[Dataset records]
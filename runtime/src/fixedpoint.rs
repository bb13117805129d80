//! Fixed-point rendezvous: registration, arrival, release.

use std::sync::atomic::Ordering;

use log::debug;

use crate::state::RuntimeState;
use crate::tables::FIXED_POINT_CAPACITY;
use crate::RT_ERR;

impl RuntimeState {
    /// Allocate a fixed-point slot and copy at most 31 bytes of `name`
    /// into it. Returns the slot id, or [`RT_ERR`] on exhaustion.
    pub fn register_fixedpoint(&self, name: &[u8]) -> u64 {
        for id in 0..FIXED_POINT_CAPACITY {
            let fp = self.fixed_point(id).unwrap();
            if fp
                .active
                .compare_exchange(0, 1, Ordering::AcqRel, Ordering::Relaxed)
                .is_err()
            {
                continue;
            }
            // Slot reserved; initialize before anyone can look it up by id.
            let n = name.len().min(31);
            // SAFETY: the CAS above made this thread the slot owner.
            unsafe {
                let buf = &mut *fp.name.get();
                buf.fill(0);
                buf[..n].copy_from_slice(&name[..n]);
            }
            fp.arrived_mask.store(0, Ordering::Relaxed);
            fp.required_mask.store(0, Ordering::Relaxed);
            fp.data.store(0, Ordering::Relaxed);
            fp.id.store(id as u64, Ordering::Release);
            debug!(
                "fixed point {} registered as {:?}",
                id,
                String::from_utf8_lossy(&name[..n])
            );
            return id as u64;
        }
        RT_ERR
    }

    /// Set the participation mask checked by the release condition.
    /// Zero (the reset state) releases on every first arrival.
    pub fn fixedpoint_require(&self, fp_id: u64, mask: u64) -> u64 {
        match self.fixed_point(fp_id as usize) {
            Some(fp) if fp.active.load(Ordering::Acquire) != 0 => {
                fp.required_mask.store(mask, Ordering::Release);
                0
            }
            _ => RT_ERR,
        }
    }

    /// Arrive at a fixed point. If this arrival completes the required
    /// mask, every arrived timeline is released and the mask clears;
    /// otherwise the caller blocks until a later arrival releases it.
    pub fn arrive_fixedpoint(
        &self,
        fp_id: u64,
        timeline_id: u64,
        data_ptr: u64,
    ) -> u64 {
        let fp = match self.fixed_point(fp_id as usize) {
            Some(fp) if fp.active.load(Ordering::Acquire) != 0 => fp,
            _ => return RT_ERR,
        };
        if timeline_id >= 64 {
            return RT_ERR;
        }

        let seq = fp.seq.load(Ordering::Acquire);
        if data_ptr != 0 {
            fp.data.store(data_ptr, Ordering::Relaxed);
        }
        let arrived = fp
            .arrived_mask
            .fetch_or(1 << timeline_id, Ordering::AcqRel)
            | (1 << timeline_id);
        let required = fp.required_mask.load(Ordering::Acquire);

        if arrived & required == required {
            // Release path: clear the mask once, bump the generation,
            // wake every parked arrival.
            fp.arrived_mask.store(0, Ordering::Release);
            fp.seq.fetch_add(1, Ordering::Release);
            self.parker().unpark_all(&fp.seq);
            debug!("fixed point {fp_id}: released mask {arrived:#x}");
        } else {
            self.parker().park(&fp.seq, seq);
        }
        0
    }
}
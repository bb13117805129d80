use crate::pool::{NodeId, StrRef};

/// Binary operators. Comparisons produce 0/1 in the integer path.
#[derive(Debug, Clone, Copy, PartialEq, Eq, Hash)]
pub enum BinOpKind {
    Add,
    Sub,
    Mul,
    Div,
    And,
    Or,
    Xor,
    Eq,
    Ne,
    Lt,
    Le,
    Gt,
    Ge,
}

impl BinOpKind {
    pub const fn is_comparison(self) -> bool {
        matches!(
            self,
            BinOpKind::Eq
                | BinOpKind::Ne
                | BinOpKind::Lt
                | BinOpKind::Le
                | BinOpKind::Gt
                | BinOpKind::Ge
        )
    }
}

/// Temporal index direction on a 4-D array's time axis.
#[derive(Debug, Clone, Copy, PartialEq, Eq)]
pub enum TimeDir {
    /// `<t`: one step into the past.
    Past,
    /// `>t`: one step into the future.
    Future,
}

/// Unstructured jump inside a loop body.
#[derive(Debug, Clone, Copy, PartialEq, Eq)]
pub enum JumpKind {
    /// Branch to the innermost loop's exit label.
    Break,
    /// Branch back to the innermost loop's top label.
    Continue,
}

/// Flow-control operations on a registered flow.
#[derive(Debug, Clone, Copy, PartialEq, Eq)]
pub enum FlowCtlOp {
    Pause,
    Resume,
    Terminate,
}

/// Resolution strategy when a timeline collides with an existing one.
#[derive(Debug, Clone, Copy, PartialEq, Eq)]
pub enum CollisionStrategy {
    Bounce = 0,
    Merge = 1,
    Queue = 2,
}

/// Kind tag of a node, without payload.
#[derive(Debug, Clone, Copy, PartialEq, Eq, Hash)]
pub enum NodeKind {
    Program,
    VarDef,
    FuncDef,
    Action,
    BinOp,
    Num,
    FloatNum,
    Str,
    Ident,
    Assign,
    Array4Def,
    Array4Access,
    Timing,
    If,
    Loop,
    Jump,
    Call,
    Return,
    Print,
    FixedPoint,
    Arrive,
    Timeline,
    FlowSpec,
    FlowCtl,
    Collide,
}

/// An AST node: kind tag + per-kind payload.
///
/// Child links are `NodeId` / `Option<NodeId>`; variable-length child
/// lists are `Vec<NodeId>` (the packed form chains them through sibling
/// links, see [`crate::packed`]).
#[derive(Debug, Clone)]
pub enum Node {
    /// Top-level program: an ordered list of statements.
    Program { body: Vec<NodeId> },
    /// `name = init` introducing a scalar variable in the current scope.
    VarDef { name: StrRef, init: NodeId },
    /// Function definition; `body` is an `Action` block.
    FuncDef {
        name: StrRef,
        params: Vec<StrRef>,
        body: NodeId,
    },
    /// Action block: an ordered list of statements with its own scope.
    Action { stmts: Vec<NodeId> },
    BinOp {
        op: BinOpKind,
        lhs: NodeId,
        rhs: NodeId,
    },
    Num { value: i64 },
    FloatNum { value: f64 },
    /// String literal (embedded inline in the code stream).
    Str { text: StrRef },
    Ident { name: StrRef },
    /// `target = value`; target is an `Ident` or `Array4Access`.
    Assign { target: NodeId, value: NodeId },
    /// 4-D array definition with compile-time dimensions. Elements are
    /// 8 bytes wide.
    Array4Def { name: StrRef, dims: [u64; 4] },
    /// `array[x, y, z, t]`; each index is an expression, the temporal
    /// axis additionally accepts a `Timing` node.
    Array4Access {
        array: NodeId,
        index: [NodeId; 4],
    },
    /// Temporal index operator, valid only on the time axis of an
    /// `Array4Access`.
    Timing { dir: TimeDir },
    If {
        cond: NodeId,
        then_blk: NodeId,
        else_blk: Option<NodeId>,
    },
    /// `while cond: body`.
    Loop { cond: NodeId, body: NodeId },
    Jump { kind: JumpKind },
    Call {
        callee: StrRef,
        args: Vec<NodeId>,
    },
    Return { value: Option<NodeId> },
    /// Print a string literal (no newline) or a numeric expression
    /// (decimal + newline).
    Print { value: NodeId },
    /// Register a fixed point and bind its id to `name`.
    FixedPoint { name: StrRef, required: u64 },
    /// Arrive at a fixed point: `point` evaluates to the fixed-point id,
    /// `timeline` to the arriving timeline id.
    Arrive {
        point: NodeId,
        timeline: NodeId,
        data: Option<NodeId>,
    },
    /// Register a permanent (rate `None`) or rate-limited flow and bind
    /// its flow id to `name`.
    Timeline {
        name: StrRef,
        id: NodeId,
        rate: Option<NodeId>,
    },
    /// Gated block: body runs only when the flow's tick is due.
    FlowSpec { flow: NodeId, body: NodeId },
    FlowCtl {
        op: FlowCtlOp,
        flow: NodeId,
        rate: Option<NodeId>,
    },
    /// Collision statement: scan the collision table for `target` and
    /// resolve by `strategy`. `fallback` supplies the bounce target.
    Collide {
        target: NodeId,
        strategy: CollisionStrategy,
        fallback: Option<NodeId>,
    },
}

impl Node {
    pub const fn kind(&self) -> NodeKind {
        match self {
            Node::Program { .. } => NodeKind::Program,
            Node::VarDef { .. } => NodeKind::VarDef,
            Node::FuncDef { .. } => NodeKind::FuncDef,
            Node::Action { .. } => NodeKind::Action,
            Node::BinOp { .. } => NodeKind::BinOp,
            Node::Num { .. } => NodeKind::Num,
            Node::FloatNum { .. } => NodeKind::FloatNum,
            Node::Str { .. } => NodeKind::Str,
            Node::Ident { .. } => NodeKind::Ident,
            Node::Assign { .. } => NodeKind::Assign,
            Node::Array4Def { .. } => NodeKind::Array4Def,
            Node::Array4Access { .. } => NodeKind::Array4Access,
            Node::Timing { .. } => NodeKind::Timing,
            Node::If { .. } => NodeKind::If,
            Node::Loop { .. } => NodeKind::Loop,
            Node::Jump { .. } => NodeKind::Jump,
            Node::Call { .. } => NodeKind::Call,
            Node::Return { .. } => NodeKind::Return,
            Node::Print { .. } => NodeKind::Print,
            Node::FixedPoint { .. } => NodeKind::FixedPoint,
            Node::Arrive { .. } => NodeKind::Arrive,
            Node::Timeline { .. } => NodeKind::Timeline,
            Node::FlowSpec { .. } => NodeKind::FlowSpec,
            Node::FlowCtl { .. } => NodeKind::FlowCtl,
            Node::Collide { .. } => NodeKind::Collide,
        }
    }
}
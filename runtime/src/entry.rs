//! `extern "sysv64"` entry points — the surface emitted code calls.
//!
//! Every entry resolves the installed [`RuntimeState`]; with nothing
//! installed the registering entries return the [`RT_ERR`] sentinel and
//! the rest are no-ops. Name pointers are NUL-terminated (emitted inline
//! strings carry the terminator).

use std::sync::atomic::Ordering;

use crate::state::RuntimeState;
use crate::RT_ERR;

/// Reference-counted allocation: RDI = byte count, pointer in RAX
/// (null on failure).
pub extern "sysv64" fn blaze_rt_alloc(bytes: u64) -> u64 {
    crate::alloc::rc_alloc(bytes) as u64
}

/// Register a fixed point. RDI = NUL-terminated name pointer. Returns
/// the id, or `~0` on table exhaustion.
///
/// # Safety contract
/// `name` must point to a readable NUL-terminated string; emitted code
/// guarantees this for its inline literals.
pub extern "sysv64" fn blaze_rt_register_fixedpoint(name: *const u8) -> u64 {
    let Some(st) = RuntimeState::get() else {
        return RT_ERR;
    };
    if name.is_null() {
        return RT_ERR;
    }
    // SAFETY: per the entry contract, name is NUL-terminated; cap the
    // scan at the 31 bytes the table keeps anyway.
    let bytes = unsafe {
        let mut len = 0;
        while len < 31 && *name.add(len) != 0 {
            len += 1;
        }
        std::slice::from_raw_parts(name, len)
    };
    st.register_fixedpoint(bytes)
}

pub extern "sysv64" fn blaze_rt_fixedpoint_require(fp_id: u64, mask: u64) -> u64 {
    match RuntimeState::get() {
        Some(st) => st.fixedpoint_require(fp_id, mask),
        None => RT_ERR,
    }
}

pub extern "sysv64" fn blaze_rt_arrive_fixedpoint(
    fp_id: u64,
    timeline_id: u64,
    data_ptr: u64,
) -> u64 {
    match RuntimeState::get() {
        Some(st) => st.arrive_fixedpoint(fp_id, timeline_id, data_ptr),
        None => RT_ERR,
    }
}

pub extern "sysv64" fn blaze_rt_register_flow(timeline_id: u64, rate_hz: u64) -> u64 {
    match RuntimeState::get() {
        Some(st) => st.register_flow(timeline_id, rate_hz),
        None => RT_ERR,
    }
}

/// Poll a flow: 1 when the body should run, else 0.
pub extern "sysv64" fn blaze_rt_should_execute(flow_id: u64) -> u64 {
    match RuntimeState::get() {
        Some(st) => st.should_execute_flow(flow_id) as u64,
        None => 0,
    }
}

pub extern "sysv64" fn blaze_rt_pause_flow(flow_id: u64) -> u64 {
    match RuntimeState::get() {
        Some(st) => st.pause_flow(flow_id),
        None => RT_ERR,
    }
}

pub extern "sysv64" fn blaze_rt_resume_flow(flow_id: u64, new_rate: u64) -> u64 {
    match RuntimeState::get() {
        Some(st) => st.resume_flow(flow_id, new_rate),
        None => RT_ERR,
    }
}

pub extern "sysv64" fn blaze_rt_terminate_flow(flow_id: u64) -> u64 {
    match RuntimeState::get() {
        Some(st) => st.terminate_flow(flow_id),
        None => RT_ERR,
    }
}

pub extern "sysv64" fn blaze_rt_print_i64(value: i64) {
    if let Some(st) = RuntimeState::get() {
        st.print_i64(value);
    }
}

pub extern "sysv64" fn blaze_rt_print_f64(value: f64) {
    if let Some(st) = RuntimeState::get() {
        st.print_f64(value);
    }
}

/// Advance the current-time cell used by temporal array indexing.
pub extern "sysv64" fn blaze_rt_advance_time(delta: u64) -> u64 {
    match RuntimeState::get() {
        Some(st) => st.current_time.fetch_add(delta, Ordering::Relaxed) + delta,
        None => 0,
    }
}
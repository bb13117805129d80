//! Runtime behavior through the same `extern "sysv64"` entry points
//! emitted code calls: fixed-point rendezvous across threads and
//! rate-limited flow gating.

use std::sync::atomic::{AtomicBool, AtomicUsize, Ordering};
use std::sync::Arc;
use std::thread;
use std::time::{Duration, Instant};

use blaze_runtime::entry::{
    blaze_rt_arrive_fixedpoint, blaze_rt_fixedpoint_require,
    blaze_rt_register_fixedpoint, blaze_rt_register_flow,
    blaze_rt_should_execute,
};
use blaze_runtime::RT_ERR;

use crate::harness::rt;

#[test]
fn rendezvous_releases_all_required_timelines_exactly_once() {
    let st = rt();
    let id = blaze_rt_register_fixedpoint(b"rendezvous\0".as_ptr());
    assert_ne!(id, RT_ERR);
    assert_eq!(blaze_rt_fixedpoint_require(id, 0b111), 0);

    let released = Arc::new(AtomicUsize::new(0));
    let mut handles = Vec::new();
    for timeline in 0..3u64 {
        let released = Arc::clone(&released);
        handles.push(thread::spawn(move || {
            assert_eq!(blaze_rt_arrive_fixedpoint(id, timeline, 0), 0);
            released.fetch_add(1, Ordering::SeqCst);
        }));
    }
    for h in handles {
        h.join().unwrap();
    }

    assert_eq!(released.load(Ordering::SeqCst), 3);
    let fp = st.fixed_point(id as usize).unwrap();
    assert_eq!(fp.arrived_mask.load(Ordering::SeqCst), 0, "mask cleared");
}

#[test]
fn arrival_outside_required_mask_sets_bit_without_releasing() {
    let st = rt();
    let id = blaze_rt_register_fixedpoint(b"partial\0".as_ptr());
    assert_eq!(blaze_rt_fixedpoint_require(id, 0b11), 0);

    let outsider_done = Arc::new(AtomicBool::new(false));
    let flag = Arc::clone(&outsider_done);
    let outsider = thread::spawn(move || {
        // Timeline 2 is not in the required mask; its arrival must park.
        blaze_rt_arrive_fixedpoint(id, 2, 0);
        flag.store(true, Ordering::SeqCst);
    });

    thread::sleep(Duration::from_millis(50));
    let fp = st.fixed_point(id as usize).unwrap();
    assert_ne!(
        fp.arrived_mask.load(Ordering::SeqCst) & 0b100,
        0,
        "outsider bit recorded"
    );
    assert!(!outsider_done.load(Ordering::SeqCst), "outsider still parked");

    let first = thread::spawn(move || {
        blaze_rt_arrive_fixedpoint(id, 0, 0);
    });
    thread::sleep(Duration::from_millis(50));
    assert!(!outsider_done.load(Ordering::SeqCst), "mask still incomplete");

    // Completing the mask releases every parked arrival together.
    assert_eq!(blaze_rt_arrive_fixedpoint(id, 1, 0), 0);
    outsider.join().unwrap();
    first.join().unwrap();
    assert!(outsider_done.load(Ordering::SeqCst));
}

#[test]
fn rate_limited_flow_has_a_tick_floor() {
    let st = rt();
    let rate = 50;
    let flow = blaze_rt_register_flow(7, rate);
    assert_ne!(flow, RT_ERR);

    let clock = st.clock();
    let tick = clock.hz() / rate;

    let mut stamps = Vec::new();
    let deadline = Instant::now() + Duration::from_secs(2);
    while stamps.len() < 3 && Instant::now() < deadline {
        if blaze_rt_should_execute(flow) != 0 {
            stamps.push(clock.now());
        }
    }
    assert_eq!(stamps.len(), 3, "flow never fired");
    for pair in stamps.windows(2) {
        assert!(
            pair[1] - pair[0] >= tick,
            "fired {} cycles apart, floor is {}",
            pair[1] - pair[0],
            tick
        );
    }
}

#[test]
fn ten_hz_flow_fires_four_to_six_times_in_500ms() {
    let _ = rt();
    let flow = blaze_rt_register_flow(8, 10);
    assert_ne!(flow, RT_ERR);

    let mut count = 0;
    let deadline = Instant::now() + Duration::from_millis(500);
    while Instant::now() < deadline {
        if blaze_rt_should_execute(flow) != 0 {
            count += 1;
        }
        thread::sleep(Duration::from_millis(1));
    }
    assert!(
        (4..=6).contains(&count),
        "10 Hz flow fired {count} times in 500 ms"
    );
}
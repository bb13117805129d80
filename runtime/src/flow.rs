//! Flow registration and cycle-gated polling.

use std::sync::atomic::Ordering;

use log::debug;

use crate::state::RuntimeState;
use crate::tables::{FLOW_CAPACITY, FLOW_KIND_PERMANENT, FLOW_KIND_RATE_LIMITED};
use crate::RT_ERR;

impl RuntimeState {
    /// Allocate a flow slot for `timeline_id`. `rate_hz > 0` makes the
    /// flow rate-limited at that frequency; zero makes it permanent
    /// (every poll fires). Returns the flow id or [`RT_ERR`].
    pub fn register_flow(&self, timeline_id: u64, rate_hz: u64) -> u64 {
        for id in 0..FLOW_CAPACITY {
            let fl = self.flow(id).unwrap();
            if fl
                .active
                .compare_exchange(0, 1, Ordering::AcqRel, Ordering::Relaxed)
                .is_err()
            {
                continue;
            }
            fl.timeline_id.store(timeline_id, Ordering::Relaxed);
            fl.paused.store(0, Ordering::Relaxed);
            fl.last_cycle.store(0, Ordering::Relaxed);
            if rate_hz > 0 {
                let tick = self.clock().hz() / rate_hz;
                fl.kind.store(FLOW_KIND_RATE_LIMITED, Ordering::Relaxed);
                fl.rate_hz.store(rate_hz, Ordering::Relaxed);
                fl.next_cycle
                    .store(self.clock().now() + tick, Ordering::Relaxed);
            } else {
                fl.kind.store(FLOW_KIND_PERMANENT, Ordering::Relaxed);
                fl.rate_hz.store(0, Ordering::Relaxed);
                fl.next_cycle.store(0, Ordering::Relaxed);
            }
            debug!("flow {id} registered for timeline {timeline_id} at {rate_hz} Hz");
            return id as u64;
        }
        RT_ERR
    }

    /// Poll a flow. Permanent flows fire on every poll; rate-limited
    /// flows fire at most once per tick, advancing `next_cycle` by one
    /// tick on success. Missed ticks are not made up; the next window
    /// starts from the current reading.
    ///
    /// Cycle fields are single-writer: only the polling thread stores
    /// them, so relaxed atomics stand in for the original's plain stores.
    pub fn should_execute_flow(&self, flow_id: u64) -> bool {
        let fl = match self.flow(flow_id as usize) {
            Some(fl) => fl,
            None => return false,
        };
        if fl.active.load(Ordering::Acquire) == 0
            || fl.paused.load(Ordering::Acquire) != 0
        {
            return false;
        }
        if fl.kind.load(Ordering::Relaxed) == FLOW_KIND_PERMANENT {
            return true;
        }

        let now = self.clock().now();
        if now < fl.next_cycle.load(Ordering::Relaxed) {
            return false;
        }
        let rate = fl.rate_hz.load(Ordering::Relaxed).max(1);
        let tick = self.clock().hz() / rate;
        fl.last_cycle.store(now, Ordering::Relaxed);
        fl.next_cycle.store(now + tick, Ordering::Relaxed);
        true
    }

    pub fn pause_flow(&self, flow_id: u64) -> u64 {
        match self.flow(flow_id as usize) {
            Some(fl) if fl.active.load(Ordering::Acquire) != 0 => {
                fl.paused.store(1, Ordering::Release);
                0
            }
            _ => RT_ERR,
        }
    }

    /// Unpause and, when `new_rate > 0`, retune the tick. The next window
    /// starts one full tick after the resume.
    pub fn resume_flow(&self, flow_id: u64, new_rate: u64) -> u64 {
        match self.flow(flow_id as usize) {
            Some(fl) if fl.active.load(Ordering::Acquire) != 0 => {
                if new_rate > 0 {
                    let tick = self.clock().hz() / new_rate;
                    fl.kind.store(FLOW_KIND_RATE_LIMITED, Ordering::Relaxed);
                    fl.rate_hz.store(new_rate, Ordering::Relaxed);
                    fl.next_cycle
                        .store(self.clock().now() + tick, Ordering::Relaxed);
                }
                fl.paused.store(0, Ordering::Release);
                0
            }
            _ => RT_ERR,
        }
    }

    /// Sticky deactivation; takes effect on the next poll. Idempotent.
    pub fn terminate_flow(&self, flow_id: u64) -> u64 {
        match self.flow(flow_id as usize) {
            Some(fl) => {
                fl.active.store(0, Ordering::Release);
                0
            }
            None => RT_ERR,
        }
    }
}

Task objective – Please copy each line of the entries in which the word "terminated" shows up.

Solution below –
//! the rest are no-ops. Name pointers are NUL-terminated (emitted inline
/// Register a fixed point. RDI = NUL-terminated name pointer. Returns
/// `name` must point to a readable NUL-terminated string; emitted code
    // SAFETY: per the entry contract, name is NUL-terminated; cap the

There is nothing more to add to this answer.